Summer is traditionally Silly Season, when newspapers publish strange stories about aliens and monsters again and again to bridge holiday time – and so will July on “History of Geology” be dedicated to frivolous science stories…

In 2001 the Italian geologist Luigi Piccardi presented during the Earth Systems Processes meeting in Edinburgh a hypothesis explaining the supposed appearance of the sea/lake monster “Nessie” as a result of geologic forces.

According to Piccardi’s idea the historic description of the monster – appearing on the surface with great (earth) shakes and rumours – could be associated with bubbles emanating from the bottom of the Scottish lake of Loch Ness in response of seismic activity along the Great Glen fault system, passing below the lake.

In an interview published June 28 in the Italian newspaper “La Repubblica“ Piccardi explains:

“There are various effects on the surface of the water that can be related to the activity of the fault..[] If we consider the terms used by Adamnan, the beast appears and disappears with great shakes.
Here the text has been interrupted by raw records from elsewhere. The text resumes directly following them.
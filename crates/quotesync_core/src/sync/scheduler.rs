//! Periodic and manual triggering of sync cycles.
//!
//! # Responsibility
//! - Run at most one cycle at a time (`Idle -> Running -> Idle`).
//! - Drive cycles from an injectable tick source and from manual triggers.
//! - Own the timer thread lifecycle.
//!
//! # Invariants
//! - A tick or manual trigger that arrives while a cycle runs is dropped, never
//!   queued.
//! - The timer never waits for a cycle: each accepted tick runs on a worker
//!   thread, so a hung remote call drops later ticks instead of delaying them.
//! - Teardown cancels the pending timer and does not join an in-flight cycle.

use crate::repo::local_store::{LocalStore, StoreError, StoreResult};
use crate::sync::engine::{CycleReport, SyncEngine};
use crate::sync::notifier::ConflictNotifier;
use crate::sync::remote_client::RemoteClient;
use log::{debug, error, info};
use std::sync::atomic::{AtomicBool, AtomicUsize, Ordering};
use std::sync::mpsc::{self, Receiver, RecvTimeoutError, Sender};
use std::sync::{Arc, Mutex, MutexGuard};
use std::thread::{self, JoinHandle};
use std::time::Duration;

/// Anything the scheduler can run as one reconciliation cycle.
pub trait SyncCycle: Send + 'static {
    fn run_cycle(&mut self) -> StoreResult<CycleReport>;
}

impl<S, R, N> SyncCycle for SyncEngine<S, R, N>
where
    S: LocalStore + Send + 'static,
    R: RemoteClient + Send + 'static,
    N: ConflictNotifier + Send + 'static,
{
    fn run_cycle(&mut self) -> StoreResult<CycleReport> {
        SyncEngine::run_cycle(self)
    }
}

/// Source of timer ticks.
pub trait TickSource: Send + 'static {
    /// Blocks until the next tick is due.
    ///
    /// Returns `false` once `cancel` fires (or its sender is gone) or the
    /// source is exhausted.
    fn wait_tick(&mut self, cancel: &Receiver<()>) -> bool;
}

/// Fixed-interval ticks backed by `recv_timeout` on the cancel channel.
#[derive(Debug, Clone, Copy)]
pub struct IntervalTicks {
    interval: Duration,
}

impl IntervalTicks {
    pub fn new(interval: Duration) -> Self {
        Self { interval }
    }
}

impl TickSource for IntervalTicks {
    fn wait_tick(&mut self, cancel: &Receiver<()>) -> bool {
        matches!(
            cancel.recv_timeout(self.interval),
            Err(RecvTimeoutError::Timeout)
        )
    }
}

/// Why a cycle was requested.
#[derive(Debug, Clone, Copy, PartialEq, Eq)]
pub enum Trigger {
    Timer,
    Manual,
}

impl Trigger {
    fn as_str(self) -> &'static str {
        match self {
            Self::Timer => "timer",
            Self::Manual => "manual",
        }
    }
}

#[derive(Debug, Clone, Copy, PartialEq, Eq)]
pub enum SchedulerState {
    Idle,
    Running,
}

/// Result of one trigger.
#[derive(Debug)]
pub enum TickOutcome {
    Completed(CycleReport),
    Failed(StoreError),
    /// Another cycle was running; this trigger was discarded.
    Dropped,
}

/// Counters for observability and tests.
#[derive(Debug, Clone, Copy, PartialEq, Eq, Default)]
pub struct SchedulerStats {
    pub completed: usize,
    pub failed: usize,
    pub dropped: usize,
}

#[derive(Default)]
struct Counters {
    completed: AtomicUsize,
    failed: AtomicUsize,
    dropped: AtomicUsize,
}

/// Single-flight scheduler over a shared sync cycle.
///
/// Cloning yields another handle to the same cycle and flag.
pub struct SyncScheduler<C: SyncCycle> {
    cycle: Arc<Mutex<C>>,
    running: Arc<AtomicBool>,
    counters: Arc<Counters>,
}

impl<C: SyncCycle> Clone for SyncScheduler<C> {
    fn clone(&self) -> Self {
        Self {
            cycle: Arc::clone(&self.cycle),
            running: Arc::clone(&self.running),
            counters: Arc::clone(&self.counters),
        }
    }
}

/// Marks a claimed `Running` slot; releases it on drop, including on panic.
struct RunSlot {
    running: Arc<AtomicBool>,
}

impl Drop for RunSlot {
    fn drop(&mut self) {
        self.running.store(false, Ordering::Release);
    }
}

impl<C: SyncCycle> SyncScheduler<C> {
    pub fn new(cycle: C) -> Self {
        Self {
            cycle: Arc::new(Mutex::new(cycle)),
            running: Arc::new(AtomicBool::new(false)),
            counters: Arc::new(Counters::default()),
        }
    }

    pub fn state(&self) -> SchedulerState {
        if self.running.load(Ordering::Acquire) {
            SchedulerState::Running
        } else {
            SchedulerState::Idle
        }
    }

    pub fn stats(&self) -> SchedulerStats {
        SchedulerStats {
            completed: self.counters.completed.load(Ordering::Acquire),
            failed: self.counters.failed.load(Ordering::Acquire),
            dropped: self.counters.dropped.load(Ordering::Acquire),
        }
    }

    /// Runs a cycle on the calling thread unless one is already running.
    pub fn trigger_now(&self) -> TickOutcome {
        self.fire(Trigger::Manual)
    }

    /// Gives exclusive access to the cycle owner between cycles.
    ///
    /// Blocks while a cycle is running.
    pub fn with_cycle<T>(&self, f: impl FnOnce(&mut C) -> T) -> T {
        f(&mut self.lock_cycle())
    }

    /// Spawns the timer thread.
    pub fn start(&self, mut ticks: impl TickSource) -> SchedulerHandle {
        let (cancel_tx, cancel_rx) = mpsc::channel();
        let scheduler = self.clone();

        let thread = thread::spawn(move || {
            info!("event=scheduler_start module=scheduler status=ok");
            while ticks.wait_tick(&cancel_rx) {
                let Some(slot) = scheduler.try_claim(Trigger::Timer) else {
                    continue;
                };
                let worker = scheduler.clone();
                thread::spawn(move || {
                    worker.run_claimed(slot, Trigger::Timer);
                });
            }
            info!("event=scheduler_stop module=scheduler status=ok");
        });

        SchedulerHandle {
            cancel: Some(cancel_tx),
            thread: Some(thread),
        }
    }

    fn fire(&self, trigger: Trigger) -> TickOutcome {
        match self.try_claim(trigger) {
            Some(slot) => self.run_claimed(slot, trigger),
            None => TickOutcome::Dropped,
        }
    }

    fn try_claim(&self, trigger: Trigger) -> Option<RunSlot> {
        if self
            .running
            .compare_exchange(false, true, Ordering::AcqRel, Ordering::Acquire)
            .is_err()
        {
            self.counters.dropped.fetch_add(1, Ordering::AcqRel);
            debug!(
                "event=scheduler_tick module=scheduler status=dropped trigger={}",
                trigger.as_str()
            );
            return None;
        }
        Some(RunSlot {
            running: Arc::clone(&self.running),
        })
    }

    fn run_claimed(&self, slot: RunSlot, trigger: Trigger) -> TickOutcome {
        debug!(
            "event=scheduler_tick module=scheduler status=start trigger={}",
            trigger.as_str()
        );
        let result = self.lock_cycle().run_cycle();
        drop(slot);

        match result {
            Ok(report) => {
                self.counters.completed.fetch_add(1, Ordering::AcqRel);
                TickOutcome::Completed(report)
            }
            Err(err) => {
                self.counters.failed.fetch_add(1, Ordering::AcqRel);
                error!(
                    "event=scheduler_tick module=scheduler status=error trigger={} error={}",
                    trigger.as_str(),
                    err
                );
                TickOutcome::Failed(err)
            }
        }
    }

    fn lock_cycle(&self) -> MutexGuard<'_, C> {
        // Merges are all-or-nothing, so state behind a poisoned lock is consistent.
        self.cycle
            .lock()
            .unwrap_or_else(|poisoned| poisoned.into_inner())
    }
}

/// Running timer; dropping it cancels the timer as well.
pub struct SchedulerHandle {
    cancel: Option<Sender<()>>,
    thread: Option<JoinHandle<()>>,
}

impl SchedulerHandle {
    /// Cancels the pending timer without waiting for an in-flight cycle.
    pub fn stop(mut self) {
        self.cancel_timer();
    }

    /// Cancels the timer and waits for the timer thread (not its workers).
    pub fn stop_and_join(mut self) {
        self.cancel_timer();
        if let Some(thread) = self.thread.take() {
            if thread.join().is_err() {
                error!("event=scheduler_stop module=scheduler status=error reason=timer_panicked");
            }
        }
    }

    fn cancel_timer(&mut self) {
        if let Some(cancel) = self.cancel.take() {
            let _ = cancel.send(());
        }
    }
}

impl Drop for SchedulerHandle {
    fn drop(&mut self) {
        self.cancel_timer();
    }
}
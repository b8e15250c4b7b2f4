//! Connection bootstrap for the store database.
//!
//! # Responsibility
//! - Open file or in-memory SQLite connections.
//! - Configure pragmas the store relies on for durability.
//! - Run schema migrations before returning a usable connection.
//!
//! # Invariants
//! - Returned connections use `synchronous=FULL`, so committed writes survive a crash.
//! - Returned connections wait up to `BUSY_TIMEOUT` for other processes sharing the file.

use super::migrations::apply_migrations;
use super::{DbError, DbLocation, DbResult};
use log::{error, info, warn};
use rusqlite::Connection;
use std::path::Path;
use std::time::{Duration, Instant};

const BUSY_TIMEOUT: Duration = Duration::from_secs(5);

/// Opens the store file and applies all pending migrations.
///
/// Parent directories are created when missing.
pub fn open_db(path: impl AsRef<Path>) -> DbResult<Connection> {
    let path = path.as_ref();
    if let Some(parent) = path.parent().filter(|p| !p.as_os_str().is_empty()) {
        // Open below reports the definitive failure.
        if let Err(err) = std::fs::create_dir_all(parent) {
            warn!("event=db_open module=db status=warn mode=file error_code=db_dir_failed error={err}");
        }
    }
    open_at(DbLocation::File(path.to_path_buf()))
}

/// Opens an in-memory database and applies all pending migrations.
pub fn open_db_in_memory() -> DbResult<Connection> {
    open_at(DbLocation::Memory)
}

fn open_at(location: DbLocation) -> DbResult<Connection> {
    let started_at = Instant::now();
    let mode = location.mode();
    info!("event=db_open module=db status=start mode={mode}");

    let result = connect(&location).and_then(|mut conn| {
        bootstrap(&mut conn, &location)?;
        Ok(conn)
    });

    match &result {
        Ok(_) => info!(
            "event=db_open module=db status=ok mode={mode} duration_ms={}",
            started_at.elapsed().as_millis()
        ),
        Err(err) => error!(
            "event=db_open module=db status=error mode={mode} duration_ms={} error_code={} error={err}",
            started_at.elapsed().as_millis(),
            error_code(err)
        ),
    }
    result
}

fn connect(location: &DbLocation) -> DbResult<Connection> {
    let opened = match location {
        DbLocation::File(path) => Connection::open(path),
        DbLocation::Memory => Connection::open_in_memory(),
    };
    opened.map_err(|source| DbError::Open {
        location: location.clone(),
        source,
    })
}

fn bootstrap(conn: &mut Connection, location: &DbLocation) -> DbResult<()> {
    let configured = conn
        .execute_batch("PRAGMA synchronous = FULL;")
        .and_then(|()| conn.busy_timeout(BUSY_TIMEOUT));
    configured.map_err(|source| DbError::Open {
        location: location.clone(),
        source,
    })?;

    apply_migrations(conn)
        .map(|_| ())
        .map_err(|err| DbError::from_migration(location.clone(), err))
}

fn error_code(err: &DbError) -> &'static str {
    match err {
        DbError::Open { .. } => "db_open_failed",
        DbError::UnsupportedSchemaVersion { .. } => "db_schema_too_new",
        DbError::Sqlite(_) => "db_bootstrap_failed",
    }
}
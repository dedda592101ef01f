//! Error types for the `prosper-mc` binary.
//!
//! [`CliError`] wraps every failure a subcommand can hit so `run` can
//! propagate with `?`.

/// Top-level error for the `prosper-mc` binary.
#[derive(Debug, thiserror::Error)]
pub enum CliError {
    /// Configuration loading failed.
    #[error("config error: {source}")]
    Config {
        /// The underlying config error.
        #[from]
        source: prosper_core::ConfigError,
    },

    /// A workflow failed.
    #[error("{source}")]
    Workflow {
        /// The underlying workflow error.
        #[from]
        source: prosper_core::WorkflowError,
    },

    /// A direct store query failed.
    #[error("history store error: {source}")]
    History {
        /// The underlying store error.
        #[from]
        source: prosper_history::HistoryError,
    },

    /// A command-line argument failed validation.
    #[error("invalid argument: {source}")]
    Argument {
        /// The underlying validation error.
        #[from]
        source: prosper_types::TypeError,
    },

    /// A report could not be rendered.
    #[error("failed to render output: {source}")]
    Output {
        /// The underlying serialization error.
        #[from]
        source: serde_json::Error,
    },
}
I think it’s an obvious description of what really happened…[] We know that this was a period [1920-1930, a period characterized by many reported sightings of Nessie] with increased activity of the fault, in reality people have seen the effects of the earthquakes on the water.“

According to the biography by Adamnan of Saint Columba (“Vita Sancti Columbae“, written in the year 690) the scene described by Piccardi happened in 565 A.D. Trying to cross the river Ness the saint is attacked by a beast – but Columba implores the protection of god and the monster promptly disappears. The original text however is very vague and gives no detailed description of the event, it states only that it was an “unknown beast” and it approached with the mouth wide open and a loud roar (Piccardi’s interview and interpretation of the historic source prompted a detailed rebuttal by Italian zoologists). The mention that the beast was of unknown origin makes it appear as unique event, so seemingly no monster tradition existed previously (and as plesiosaur, Nessie had to come to the surface to breathe and should be spotted more often). For Adamnan obviously Nessie was much less of interest than the ability of Saint Columba to tame beasts and demons – an important qualification for early missionaries – so it is possible he added this encounter to make St. Colombian´s legend bigger than real life.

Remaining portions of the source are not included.